BMJ 2002; 325 doi: (Published 01 November 2002) Cite this as: BMJ 2002;325:0211398
  1. Anna Ellis, student editor, Student1,
  2. Richard Smith, editor2
  1. 1BMJ
  2. 2BMJ

Anna Ellis and Richard Smith reflect on the beginnings of the Student BMJ and look ahead to the next ten years.

The Student BMJ is 10 years old. There may be 20 000 biomedical journals, but none quite like the Student BMJ—lovingly known as “the BMJ on speed.” In this age of globalisation and the internet, the Student BMJ has the potential to reach out to students everywhere, and that is our vision for the journal—to do for all students what it has already done for British students. A 10th birthday seems like a good opportunity to review the journals past, present, and future.

The story began in the late 1980s, when the BMA decided that it would like to recruit more student members.
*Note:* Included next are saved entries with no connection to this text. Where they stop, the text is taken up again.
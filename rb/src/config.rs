//! recordbot configuration types and loading

use eyre::{Context, Result};
use serde::{Deserialize, Serialize};
use std::fs;
use std::path::{Path, PathBuf};

use crate::watcher::WatcherConfig;

/// Main recordbot configuration
#[derive(Debug, Clone, Default, Serialize, Deserialize)]
#[serde(default)]
pub struct Config {
    /// Recent-records feed configuration
    pub feed: FeedConfig,

    /// Posting endpoint configuration
    pub twitter: TwitterConfig,

    /// Poll loop configuration
    pub watcher: WatcherConfig,

    /// Storage configuration
    pub storage: StorageConfig,
}

impl Config {
    /// Validate configuration before use
    ///
    /// Checks that the posting token environment variable is set. Call
    /// this early in startup to fail fast with a clear error message.
    pub fn validate(&self) -> Result<()> {
        if std::env::var(&self.twitter.token_env).is_err() {
            return Err(eyre::eyre!(
                "Posting token not found. Set the {} environment variable.",
                self.twitter.token_env
            ));
        }
        Ok(())
    }

    /// Load configuration with fallback chain
    pub fn load(config_path: Option<&PathBuf>) -> Result<Self> {
        // If explicit config path provided, try to load it
        if let Some(path) = config_path {
            return Self::load_from_file(path).context(format!("Failed to load config from {}", path.display()));
        }

        // Try project-local config: .recordbot.yml
        let local_config = PathBuf::from(".recordbot.yml");
        if local_config.exists() {
            match Self::load_from_file(&local_config) {
                Ok(config) => return Ok(config),
                Err(e) => {
                    tracing::warn!("Failed to load config from {}: {}", local_config.display(), e);
                }
            }
        }

        // Try user config: ~/.config/recordbot/recordbot.yml
        if let Some(config_dir) = dirs::config_dir() {
            let user_config = config_dir.join("recordbot").join("recordbot.yml");
            if user_config.exists() {
                match Self::load_from_file(&user_config) {
                    Ok(config) => return Ok(config),
                    Err(e) => {
                        tracing::warn!("Failed to load config from {}: {}", user_config.display(), e);
                    }
                }
            }
        }

        // No config file found, use defaults
        tracing::info!("No config file found, using defaults");
        Ok(Self::default())
    }

    fn load_from_file<P: AsRef<Path>>(path: P) -> Result<Self> {
        let content = fs::read_to_string(&path).context("Failed to read config file")?;

        let config: Self = serde_yaml::from_str(&content).context("Failed to parse config file")?;

        tracing::info!("Loaded config from: {}", path.as_ref().display());
        Ok(config)
    }
}

/// Recent-records feed configuration
#[derive(Debug, Clone, Serialize, Deserialize)]
#[serde(default)]
pub struct FeedConfig {
    /// Base URL of the WCA Live instance
    #[serde(rename = "base-url")]
    pub base_url: String,

    /// Request timeout in milliseconds
    #[serde(rename = "timeout-ms")]
    pub timeout_ms: u64,
}

impl Default for FeedConfig {
    fn default() -> Self {
        Self {
            base_url: "https://live.worldcubeassociation.org".to_string(),
            timeout_ms: 30_000,
        }
    }
}

/// Posting endpoint configuration
#[derive(Debug, Clone, Serialize, Deserialize)]
#[serde(default)]
pub struct TwitterConfig {
    /// API base URL
    #[serde(rename = "base-url")]
    pub base_url: String,

    /// Environment variable containing the bearer token
    #[serde(rename = "token-env")]
    pub token_env: String,

    /// Request timeout in milliseconds
    #[serde(rename = "timeout-ms")]
    pub timeout_ms: u64,
}

impl Default for TwitterConfig {
    fn default() -> Self {
        Self {
            base_url: "https://api.twitter.com".to_string(),
            token_env: "TWITTER_BEARER_TOKEN".to_string(),
            timeout_ms: 30_000,
        }
    }
}

impl TwitterConfig {
    /// Read the bearer token from the configured environment variable
    pub fn get_token(&self) -> Result<String> {
        std::env::var(&self.token_env).context(format!("{} environment variable not set", self.token_env))
    }
}

/// Storage configuration
#[derive(Debug, Clone, Serialize, Deserialize)]
#[serde(default)]
pub struct StorageConfig {
    /// Directory for the snapshot store
    pub dir: String,
}

impl StorageConfig {
    /// Path of the snapshot database file
    pub fn db_path(&self) -> PathBuf {
        PathBuf::from(&self.dir).join("snapshots.db")
    }
}

impl Default for StorageConfig {
    fn default() -> Self {
        // Use XDG data directory (~/.local/share/recordbot on Linux)
        let dir = dirs::data_dir()
            .map(|d| d.join("recordbot"))
            .unwrap_or_else(|| PathBuf::from(".recordbot"))
            .to_string_lossy()
            .into_owned();

        Self { dir }
    }
}

#[cfg(test)]
mod tests {
    use super::*;

    #[test]
    fn test_default_config() {
        let config = Config::default();

        assert_eq!(config.feed.base_url, "https://live.worldcubeassociation.org");
        assert_eq!(config.twitter.token_env, "TWITTER_BEARER_TOKEN");
        assert_eq!(config.watcher.poll_interval_secs, 1200);
    }

    #[test]
    fn test_deserialize_config() {
        let yaml = r#"
feed:
  base-url: https://live.example.org
  timeout-ms: 5000

twitter:
  base-url: https://api.example.com
  token-env: MY_TOKEN
  timeout-ms: 10000

watcher:
  poll-interval-secs: 60
  snapshot-name: test-records

storage:
  dir: /tmp/recordbot-test
"#;

        let config: Config = serde_yaml::from_str(yaml).unwrap();

        assert_eq!(config.feed.base_url, "https://live.example.org");
        assert_eq!(config.feed.timeout_ms, 5000);
        assert_eq!(config.twitter.token_env, "MY_TOKEN");
        assert_eq!(config.watcher.poll_interval_secs, 60);
        assert_eq!(config.watcher.snapshot_name, "test-records");
        assert_eq!(config.storage.dir, "/tmp/recordbot-test");
        assert_eq!(config.storage.db_path(), PathBuf::from("/tmp/recordbot-test/snapshots.db"));
    }

    #[test]
    fn test_partial_config_uses_defaults() {
        let yaml = r#"
watcher:
  poll-interval-secs: 300
"#;

        let config: Config = serde_yaml::from_str(yaml).unwrap();

        // Specified value
        assert_eq!(config.watcher.poll_interval_secs, 300);

        // Defaults for unspecified
        assert_eq!(config.feed.base_url, "https://live.worldcubeassociation.org");
        assert_eq!(config.twitter.base_url, "https://api.twitter.com");
        assert_eq!(config.watcher.snapshot_name, "recent-records");
    }
}
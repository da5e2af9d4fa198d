//! Record entry data model and cross-poll identity

use serde::{Deserialize, Serialize};

/// All recent records reported by the feed at one point in time, in feed order
pub type Snapshot = Vec<RecordEntry>;

/// Whether a record was set on a single attempt or a round average
#[derive(Debug, Clone, Copy, PartialEq, Eq, Hash, Serialize, Deserialize)]
#[serde(rename_all = "lowercase")]
pub enum RecordType {
    Single,
    Average,
}

impl std::fmt::Display for RecordType {
    fn fmt(&self, f: &mut std::fmt::Formatter<'_>) -> std::fmt::Result {
        match self {
            Self::Single => write!(f, "single"),
            Self::Average => write!(f, "average"),
        }
    }
}

/// One reported record from the recent-records feed
#[derive(Debug, Clone, PartialEq, Serialize, Deserialize)]
pub struct RecordEntry {
    /// Raw encoded result; interpretation depends on the event (see format module)
    pub attempt_result: i64,
    pub record_type: RecordType,
    /// Record scope label, e.g. "NR", "CR", "WR"
    pub record_tag: String,
    pub person_name: String,
    pub person_country: String,
    /// Stable short event code, e.g. "333", "333mbf", "333fm"
    pub event_id: String,
    /// Display name of the event, e.g. "3x3x3 Cube"
    pub event_name: String,
    pub competition_id: String,
    pub competition_name: String,
    pub round_id: String,
}

/// Identity of a record across polls.
///
/// The feed carries no stable per-record id, so identity is inferred from a
/// fixed field tuple. The comparison is deliberately strict on attempt_result
/// and person_name: a false match would silently suppress a genuinely new
/// record, while a false mismatch only repeats an announcement.
///
/// Note the tuple uses the display event_name, not event_id, matching the
/// upstream comparison.
#[derive(Debug, Clone, Copy, PartialEq, Eq, Hash)]
pub struct RecordKey<'a> {
    competition_id: &'a str,
    event_name: &'a str,
    record_type: RecordType,
    record_tag: &'a str,
    attempt_result: i64,
    person_name: &'a str,
}

impl RecordEntry {
    /// The identity tuple used to match this entry across polls
    pub fn key(&self) -> RecordKey<'_> {
        RecordKey {
            competition_id: &self.competition_id,
            event_name: &self.event_name,
            record_type: self.record_type,
            record_tag: &self.record_tag,
            attempt_result: self.attempt_result,
            person_name: &self.person_name,
        }
    }

    /// Whether two entries represent the same record occurrence
    pub fn same_record(&self, other: &Self) -> bool {
        self.key() == other.key()
    }
}


#[cfg(test)]
mod tests {
    use super::test_support::entry;
    use super::*;

    #[test]
    fn test_same_record_identical() {
        let a = entry("Leo Borromeo", "3x3x3 Cube", 548);
        let b = a.clone();
        assert!(a.same_record(&b));
    }

    #[test]
    fn test_same_record_ignores_non_identity_fields() {
        let a = entry("Leo Borromeo", "3x3x3 Cube", 548);
        let mut b = a.clone();
        b.person_country = "Philippines".to_string();
        b.competition_name = "Renamed Open 2022".to_string();
        b.round_id = "99999".to_string();
        b.event_id = "333oh".to_string();
        assert!(a.same_record(&b));
    }

    #[test]
    fn test_different_attempt_result_is_different_record() {
        let a = entry("Leo Borromeo", "3x3x3 Cube", 548);
        let mut b = a.clone();
        b.attempt_result = 547;
        assert!(!a.same_record(&b));
    }

    #[test]
    fn test_different_tag_is_different_record() {
        let a = entry("Leo Borromeo", "3x3x3 Cube", 548);
        let mut b = a.clone();
        b.record_tag = "WR".to_string();
        assert!(!a.same_record(&b));
    }

    #[test]
    fn test_different_record_type_is_different_record() {
        let a = entry("Leo Borromeo", "3x3x3 Cube", 548);
        let mut b = a.clone();
        b.record_type = RecordType::Average;
        assert!(!a.same_record(&b));
    }

    #[test]
    fn test_record_type_wire_values() {
        assert_eq!(serde_json::to_string(&RecordType::Single).unwrap(), "\"single\"");
        assert_eq!(
            serde_json::from_str::<RecordType>("\"average\"").unwrap(),
            RecordType::Average
        );
    }
}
Initially, the BMJ Publishing Group was unhappy with the proposal because of the high cost of sending the weekly BMJ to more people. But then the idea of creating a monthly journal especially for students was born. The group quickly turned from being doubtful to enthusiastic. It was a great opportunity to follow the Jesuit principle that if you can catch them young you have them for life.

The beauty of creating a new journal is that you can give people what they want—not what tradition dictates …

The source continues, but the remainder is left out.